An obscure federal patent law that’s been on the books for more than a century gives the government the power to bring down rising drug prices, Kaiser health news reports.
Dr. Rebekah Gee, Louisiana’s health secretary, is trying to rally bipartisan support to use the law — U.S. Code Section 1498 under Title 28 — to lower the state’s staggering prices of patented hepatitis C drugs. The price of these drugs alone could cripple the state budget. If successful, the legal maneuver could lower prices for all 50 states — and be used to lower the price of other drugs. But to get there, she needs not only state aid, but an endorsement from the Trump administration.
Birth of a remedy
Under the law, written in 1910, the government has the power to intentionally infringe patents and develop affordable generic drugs for the public good. And that was indeed the intention of the law, according to the House Committee on Patents report that accompanied the bill. In that report, lawmakers noted:
[T]The government should have the right to appropriate any invention necessary or useful for natural defense or for beneficent public use, without prior arrangement or negotiation with the owner.

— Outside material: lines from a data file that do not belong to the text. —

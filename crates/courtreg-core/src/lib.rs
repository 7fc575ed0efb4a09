//! Canonical case-record model, date normalization, and merge rules for courtreg.

use std::collections::BTreeMap;

use chrono::NaiveDate;
use serde::{Deserialize, Serialize};

pub const CRATE_NAME: &str = "courtreg-core";

/// Fixed target schema. Every canonical row, staging relation and export uses this order.
pub const CANONICAL_COLUMNS: [&str; 13] = [
    "court_name",
    "case_number",
    "case_proc",
    "registration_date",
    "judge",
    "judges",
    "participants",
    "stage_date",
    "stage_name",
    "cause_result",
    "cause_dep",
    "type",
    "description",
];

/// Textual date layout used by the registry exports (`31.12.2020`).
pub const SOURCE_DATE_FORMAT: &str = "%d.%m.%Y";

/// Layout used when a date leaves the process (staging CSV, exports).
pub const ISO_DATE_FORMAT: &str = "%Y-%m-%d";

/// Parses a `dd.mm.yyyy` value. Anything else, including blank input and
/// impossible calendar dates, is `None`.
pub fn parse_date(value: &str) -> Option<NaiveDate> {
    let value = value.trim();
    if !has_source_date_shape(value) {
        return None;
    }
    NaiveDate::parse_from_str(value, SOURCE_DATE_FORMAT).ok()
}

fn has_source_date_shape(value: &str) -> bool {
    let bytes = value.as_bytes();
    bytes.len() == 10
        && bytes.iter().enumerate().all(|(idx, b)| match idx {
            2 | 5 => *b == b'.',
            _ => b.is_ascii_digit(),
        })
}

pub fn format_date(value: Option<NaiveDate>) -> String {
    value
        .map(|d| d.format(ISO_DATE_FORMAT).to_string())
        .unwrap_or_default()
}

/// One court case, keyed by `case_number`.
///
/// `court_name` and `case_number` are always non-empty once a row has passed
/// normalization; every other attribute may be absent.
#[derive(Debug, Clone, PartialEq, Eq, Serialize, Deserialize, Default)]
pub struct CaseRecord {
    pub court_name: String,
    pub case_number: String,
    pub case_proc: Option<String>,
    pub registration_date: Option<NaiveDate>,
    pub judge: Option<String>,
    pub judges: Option<String>,
    pub participants: Option<String>,
    pub stage_date: Option<NaiveDate>,
    pub stage_name: Option<String>,
    pub cause_result: Option<String>,
    pub cause_dep: Option<String>,
    #[serde(rename = "type")]
    pub case_type: Option<String>,
    pub description: Option<String>,
}

impl CaseRecord {
    pub fn new(court_name: impl Into<String>, case_number: impl Into<String>) -> Self {
        Self {
            court_name: court_name.into(),
            case_number: case_number.into(),
            ..Default::default()
        }
    }

    /// Cells in [`CANONICAL_COLUMNS`] order. Absent values become empty strings,
    /// dates are rendered as ISO dates.
    pub fn to_csv_row(&self) -> [String; 13] {
        let text = |value: &Option<String>| value.clone().unwrap_or_default();
        [
            self.court_name.clone(),
            self.case_number.clone(),
            text(&self.case_proc),
            format_date(self.registration_date),
            text(&self.judge),
            text(&self.judges),
            text(&self.participants),
            format_date(self.stage_date),
            text(&self.stage_name),
            text(&self.cause_result),
            text(&self.cause_dep),
            text(&self.case_type),
            text(&self.description),
        ]
    }

    /// True when `incoming` carries a strictly newer stage than `self`.
    pub fn is_superseded_by(&self, incoming: &CaseRecord) -> bool {
        match (incoming.stage_date, self.stage_date) {
            (None, _) => false,
            (Some(_), None) => true,
            (Some(new), Some(old)) => new > old,
        }
    }

    /// Applies `incoming` on top of the stored record.
    ///
    /// Nothing changes unless `incoming` has a strictly newer stage date. When it
    /// does, the stage date is replaced and every other field takes the incoming
    /// value if present, keeping the stored one otherwise. Returns whether the
    /// record changed.
    pub fn absorb(&mut self, incoming: CaseRecord) -> bool {
        if !self.is_superseded_by(&incoming) {
            return false;
        }

        if !incoming.court_name.is_empty() {
            self.court_name = incoming.court_name;
        }
        coalesce(&mut self.case_proc, incoming.case_proc);
        coalesce(&mut self.registration_date, incoming.registration_date);
        coalesce(&mut self.judge, incoming.judge);
        coalesce(&mut self.judges, incoming.judges);
        coalesce(&mut self.participants, incoming.participants);
        self.stage_date = incoming.stage_date;
        coalesce(&mut self.stage_name, incoming.stage_name);
        coalesce(&mut self.cause_result, incoming.cause_result);
        coalesce(&mut self.cause_dep, incoming.cause_dep);
        coalesce(&mut self.case_type, incoming.case_type);
        coalesce(&mut self.description, incoming.description);
        true
    }
}

fn coalesce<T>(current: &mut Option<T>, incoming: Option<T>) {
    if incoming.is_some() {
        *current = incoming;
    }
}

/// Reduces a staging batch to one representative per case number.
///
/// Rows with an empty case number are dropped. Among rows sharing a case number
/// the latest stage date wins, absent stage dates rank last, and on a tie the
/// row that came first in the batch is kept. Output is ordered by case number.
pub fn collapse_batch(rows: impl IntoIterator<Item = CaseRecord>) -> Vec<CaseRecord> {
    let mut picked: BTreeMap<String, CaseRecord> = BTreeMap::new();
    for row in rows {
        if row.case_number.is_empty() {
            continue;
        }
        match picked.get_mut(&row.case_number) {
            Some(current) => {
                if current.is_superseded_by(&row) {
                    *current = row;
                }
            }
            None => {
                picked.insert(row.case_number.clone(), row);
            }
        }
    }
    picked.into_values().collect()
}

#[cfg(test)]
mod tests {
    use super::*;

    fn ymd(y: i32, m: u32, d: u32) -> NaiveDate {
        NaiveDate::from_ymd_opt(y, m, d).unwrap()
    }

    fn staged(case_number: &str, stage: Option<NaiveDate>, stage_name: &str) -> CaseRecord {
        CaseRecord {
            stage_date: stage,
            stage_name: Some(stage_name.to_string()),
            ..CaseRecord::new("Court X", case_number)
        }
    }

    #[test]
    fn parses_dotted_dates_only() {
        assert_eq!(parse_date("01.02.2020"), Some(ymd(2020, 2, 1)));
        assert_eq!(parse_date("  05.02.2020 "), Some(ymd(2020, 2, 5)));
        assert_eq!(parse_date("31.04.2020"), None);
        assert_eq!(parse_date("32.01.2020"), None);
        assert_eq!(parse_date("2020-02-01"), None);
        assert_eq!(parse_date("01/02/2020"), None);
        assert_eq!(parse_date("1.2.2020"), None);
        assert_eq!(parse_date(""), None);
        assert_eq!(parse_date("   "), None);
    }

    #[test]
    fn csv_row_follows_canonical_order() {
        let record = CaseRecord {
            registration_date: Some(ymd(2020, 1, 1)),
            case_type: Some("civil".into()),
            ..CaseRecord::new("Court A", "CASE-1")
        };
        let row = record.to_csv_row();
        assert_eq!(row.len(), CANONICAL_COLUMNS.len());
        assert_eq!(row[0], "Court A");
        assert_eq!(row[1], "CASE-1");
        assert_eq!(row[3], "2020-01-01");
        assert_eq!(row[7], "");
        assert_eq!(row[11], "civil");
    }

    #[test]
    fn collapse_keeps_latest_stage_per_case() {
        let rows = vec![
            staged("DUP-1", Some(ymd(2020, 2, 1)), "Old Stage"),
            staged("DUP-1", Some(ymd(2020, 2, 5)), "New Stage"),
            staged("DUP-1", None, "Undated"),
            staged("", Some(ymd(2021, 1, 1)), "Orphan"),
        ];
        let collapsed = collapse_batch(rows);
        assert_eq!(collapsed.len(), 1);
        assert_eq!(collapsed[0].stage_name.as_deref(), Some("New Stage"));
        assert_eq!(collapsed[0].stage_date, Some(ymd(2020, 2, 5)));
    }

    #[test]
    fn collapse_prefers_first_row_on_equal_stage() {
        let rows = vec![
            staged("A", Some(ymd(2020, 2, 1)), "first"),
            staged("A", Some(ymd(2020, 2, 1)), "second"),
        ];
        assert_eq!(collapse_batch(rows)[0].stage_name.as_deref(), Some("first"));
    }

    #[test]
    fn absorb_coalesces_on_newer_stage() {
        let mut stored = CaseRecord {
            judge: Some("J1".into()),
            description: Some("kept".into()),
            ..staged("C-1", Some(ymd(2020, 1, 1)), "Filed")
        };
        let incoming = CaseRecord {
            judge: Some("J2".into()),
            description: None,
            ..staged("C-1", Some(ymd(2020, 3, 1)), "Hearing")
        };
        assert!(stored.absorb(incoming));
        assert_eq!(stored.judge.as_deref(), Some("J2"));
        assert_eq!(stored.description.as_deref(), Some("kept"));
        assert_eq!(stored.stage_name.as_deref(), Some("Hearing"));
        assert_eq!(stored.stage_date, Some(ymd(2020, 3, 1)));
    }

    #[test]
    fn absorb_never_regresses_stage() {
        let original = staged("C-1", Some(ymd(2020, 3, 1)), "Hearing");
        let mut stored = original.clone();

        let older = CaseRecord {
            judge: Some("late judge".into()),
            ..staged("C-1", Some(ymd(2020, 1, 1)), "Filed")
        };
        assert!(!stored.absorb(older));
        assert!(!stored.absorb(staged("C-1", Some(ymd(2020, 3, 1)), "Same day")));
        assert!(!stored.absorb(staged("C-1", None, "Undated")));
        assert_eq!(stored, original);
    }

    #[test]
    fn absorb_fills_missing_stored_stage() {
        let mut stored = staged("C-1", None, "Registered");
        assert!(stored.absorb(staged("C-1", Some(ymd(2019, 5, 5)), "Closed")));
        assert_eq!(stored.stage_date, Some(ymd(2019, 5, 5)));
    }
}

Since then, the government has used the law many times to evade patents and high prices — from electronic passports and genetically engineered mice to pharmaceuticals. In one notable instance in the 1960s, the Department of Defense negotiated a deal for an antibiotic with an Italian supplier, acquiring Pfizer, the pharmaceutical company that held the U.S. patent on the antibiotic. The reason given by the Ministry of Defense: the negotiated price of the Italian drug was 72 percent cheaper. The Comptroller General confirmed the Department of Defense’s decision.
The pharmaceutical industry lobbied hard to change the law, but ultimately failed. It also had little success in the courts. When the government enforces the law, the patent-holding drug company can try to challenge the decision in court and get damages for the infringement. But drug companies didn’t win much, often agreeing to modest royalties. And as Yale Law experts wrote in a 2016 review of the law: “[b]Because these cases tended to settle rather than reach a judgment, no case law regarding compensation has emerged in this context.”
Federal agencies continued to negotiate deep drug discounts through the 1960s, but inexplicably backed away from using the law in the 1970s, possibly because of political and cultural shifts in thinking about intellectual property. Nevertheless, the law could be revived to counter the current anger-inducing surge in prescription drug prices, Yale lawyers argued. “Under 28 USC § 1498, the U.S. government may purchase generic versions of these drugs for less than 1 percent of their list price plus a reasonable royalty,” they concluded in their review.
Just the pill for that
The case of hepatitis C drugs could be the perfect opportunity for the law’s comeback. Louisiana’s Gee even got top academic experts in law and public health to review the case, and they definitely gave the go-ahead for the attempt.
“This is the most viable path to getting what you need for people in Louisiana,” concluded Joshua Sharfstein, an associate dean at the Johns Hopkins Bloomberg School of Public Health and one of the experts Gee contacted.
In the US, hepatitis C is a ubiquitous blood-borne infection that affects the liver. An estimated 2.7 to 3.9 million people in the country have a chronic infection. This infection can lie dormant for decades and cause no noticeable symptoms, but can eventually cause liver damage, liver failure, liver cancer, and even death.
New drugs can cure the infection, but they are pricey. These include sofosbuvir (brand name Sovaldi) and ledipasvir (brand name Harvoni), which are often used in combination. They are both patented and sold by Gilead Sciences. A pill of either can cost $1,000 or more, easily leading to treatment regimens in the tens of thousands. Based on current prices, it would cost Louisiana a whopping $764 million to cover hepatitis C treatment for the approximately 35,000 residents who have the disease but lack private insurance.
Currently, the state spends only $3.6 billion of its $31.2 billion budget on health care, so money for more hepatitis C drugs would have to be funneled away from funding for schools, infrastructure or other public services. This could have significant implications — which can be easily explored using an online budget allocation tool created specifically for this scenario by Peter Bach, director of the Center for Health Policy and Outcomes at Memorial Sloan Kettering. For example, siphoning $30 million from the state’s $160 million budget from the state’s K-12 education would hurt about 4,000 children but only provide hepatitis C treatment for about 3,600 of the 35,000 patients.
Rachel Sachs, a law professor at Washington University in St. Louis, told the KHN that this is a good argument to invoke 28 USC § 1498. “The case is strong,” she said.
If the law is implemented, the government could contract with a generic drug maker to make low-cost versions of hepatitis C drugs, such as sofosbuvir and ledipasvir, bypassing Gilead and its ilk. But for that to happen, Secretary of Health and Human Services Tom Price would have to sign the move. While Price has said he is committed to making medicines affordable, he has also advocated for less government involvement in health care.
Still, as Sachs points out, “The federal government has a direct financial interest in controlling hepatitis C.”